:: PROVIDED RECORDS

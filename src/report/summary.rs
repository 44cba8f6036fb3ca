use std::fmt::Write as _;

use uuid::Uuid;

use crate::metrics::stats::{cache_speedup_pct, LatencyStats};
use crate::metrics::{Operation, SampleStore};

const RULE: &str = "═══════════════════════════════════════════════════════════════";

// ─── Console summary ─────────────────────────────────────────────

/// Render the full text summary. Pure read of the store; building a
/// `String` keeps the empty-store contract directly testable and lets
/// the caller print it in one piece.
pub fn render_summary(store: &SampleStore, run_id: Uuid) -> String {
    let mut out = String::new();
    let _ = writeln!(out);
    let _ = writeln!(out, "{RULE}");
    let _ = writeln!(out, " PERFORMANCE SUMMARY — run {run_id}");
    let _ = writeln!(out, "{RULE}");

    if store.is_empty() {
        let _ = writeln!(out);
        let _ = writeln!(out, " No samples collected — nothing to report.");
        let _ = writeln!(out, "{RULE}");
        return out;
    }

    let samples = store.samples();
    let span_secs = (samples[samples.len() - 1].timestamp - samples[0].timestamp)
        .num_milliseconds()
        .max(0) as f64
        / 1000.0;
    let _ = writeln!(
        out,
        " Samples: {}   Run span: {:.1} s",
        store.len(),
        span_secs
    );

    cache_section(&mut out, store);
    operations_section(&mut out, store);
    counts_section(&mut out, store);
    error_rate_section(&mut out, store);

    let _ = writeln!(out, "{RULE}");
    out
}

fn cache_section(out: &mut String, store: &SampleStore) {
    let _ = writeln!(out);
    let _ = writeln!(out, " ─── Large object cache analysis ─────────────────────────────");

    let nocache_times = store.times_for(Operation::LargeRequestNoCache);
    let cached_times = store.times_for(Operation::LargeRequestCached);

    match LatencyStats::from_times(&nocache_times) {
        Some(s) => {
            let _ = writeln!(out, "   First request (no cache): {:.4} s", s.mean);
        }
        None => {
            let _ = writeln!(out, "   First request (no cache): no data");
        }
    }

    match LatencyStats::from_times(&cached_times) {
        Some(s) => {
            let _ = writeln!(out, "   Cached requests:");
            let _ = writeln!(out, "     - Average: {:.4} s", s.mean);
            let _ = writeln!(out, "     - Min:     {:.4} s", s.min);
            let _ = writeln!(out, "     - Max:     {:.4} s", s.max);
            let _ = writeln!(out, "     - Std dev: {:.4} s", s.stddev);
        }
        None => {
            let _ = writeln!(out, "   Cached requests: no data");
        }
    }

    match cache_speedup_pct(&nocache_times, &cached_times) {
        Some(pct) => {
            let _ = writeln!(out, "   Cache speedup: {pct:.1}%");
        }
        None => {
            let _ = writeln!(out, "   Cache speedup: no data");
        }
    }
}

fn operations_section(out: &mut String, store: &SampleStore) {
    let _ = writeln!(out);
    let _ = writeln!(out, " ─── Other operations (seconds) ──────────────────────────────");
    let _ = writeln!(
        out,
        "   {:<22} {:>5} {:>9} {:>9} {:>9} {:>9} {:>9} {:>9} {:>9}",
        "Operation", "Count", "Mean", "Std", "Min", "P25", "P50", "P75", "Max"
    );

    let mut any = false;
    for (op, group) in store.by_operation() {
        if op.is_large_request() {
            continue;
        }
        let times: Vec<f64> = group.iter().map(|s| s.response_time.as_secs_f64()).collect();
        if let Some(s) = LatencyStats::from_times(&times) {
            any = true;
            let _ = writeln!(
                out,
                "   {:<22} {:>5} {:>9.4} {:>9.4} {:>9.4} {:>9.4} {:>9.4} {:>9.4} {:>9.4}",
                op.label(),
                s.count,
                s.mean,
                s.stddev,
                s.min,
                s.p25,
                s.p50,
                s.p75,
                s.max
            );
        }
    }
    if !any {
        let _ = writeln!(out, "   no data");
    }
}

fn counts_section(out: &mut String, store: &SampleStore) {
    let (misses, hits) = store.cache_hit_counts();

    let _ = writeln!(out);
    let _ = writeln!(out, " ─── Sample counts ───────────────────────────────────────────");
    let _ = writeln!(out, "   Cache hits:   {hits}");
    let _ = writeln!(out, "   Cache misses: {misses}");

    for (status, count) in store.status_code_counts() {
        match status {
            Some(code) => {
                let _ = writeln!(out, "   Status {code}: {count}");
            }
            None => {
                let _ = writeln!(out, "   No response: {count}");
            }
        }
    }
}

fn error_rate_section(out: &mut String, store: &SampleStore) {
    let _ = writeln!(out);
    let _ = writeln!(out, " ─── Error rate by operation ─────────────────────────────────");
    for (op, rate) in store.error_rates() {
        let _ = writeln!(out, "   {:<22} {:>6.1}%", op.label(), rate);
    }
}

// ─── Tests ───────────────────────────────────────────────────────

#[cfg(test)]
mod tests {
    use super::*;
    use std::time::Duration;

    fn run_id() -> Uuid {
        Uuid::nil()
    }

    #[test]
    fn empty_store_renders_an_explicit_empty_report() {
        let store = SampleStore::new();
        let report = render_summary(&store, run_id());
        assert!(report.contains("No samples collected"));
    }

    #[test]
    fn speedup_of_75_pct_shows_in_the_cache_section() {
        let mut store = SampleStore::new();
        store.record(
            Operation::LargeRequestNoCache,
            Duration::from_secs_f64(2.0),
            Some(200),
            false,
        );
        store.record(
            Operation::LargeRequestCached,
            Duration::from_secs_f64(0.5),
            Some(200),
            true,
        );

        let report = render_summary(&store, run_id());
        assert!(report.contains("Cache speedup: 75.0%"));
    }

    #[test]
    fn missing_nocache_group_reports_no_data_instead_of_failing() {
        let mut store = SampleStore::new();
        store.record(
            Operation::LargeRequestCached,
            Duration::from_millis(100),
            Some(200),
            true,
        );

        let report = render_summary(&store, run_id());
        assert!(report.contains("Cache speedup: no data"));
        assert!(report.contains("First request (no cache): no data"));
    }

    #[test]
    fn error_rates_are_listed_per_operation() {
        let mut store = SampleStore::new();
        store.record(Operation::CreateUser, Duration::from_millis(5), Some(201), false);
        store.record(Operation::CreateUser, Duration::from_millis(5), Some(201), false);
        store.record(Operation::CreateUser, Duration::from_millis(5), Some(500), false);

        let report = render_summary(&store, run_id());
        assert!(report.contains("create_user"));
        assert!(report.contains("33.3%"));
    }

    #[test]
    fn non_large_operations_get_a_distribution_row() {
        let mut store = SampleStore::new();
        store.record(Operation::GetUsers, Duration::from_millis(30), Some(200), false);
        store.record(Operation::LargeRequestNoCache, Duration::from_secs(2), Some(200), false);

        let report = render_summary(&store, run_id());
        assert!(report.contains("get_users"));
        // large-request labels stay out of the distribution table
        let table = report
            .split("Other operations")
            .nth(1)
            .unwrap()
            .split("Sample counts")
            .next()
            .unwrap();
        assert!(!table.contains("large_request_nocache"));
    }
}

::::

**REQUIREMENT**
Copy out each line from the preceding entries that mentions the word "requests".

**EXPECTED OUTPUT**
            let _ = writeln!(out, "   Cached requests:");
            let _ = writeln!(out, "   Cached requests: no data");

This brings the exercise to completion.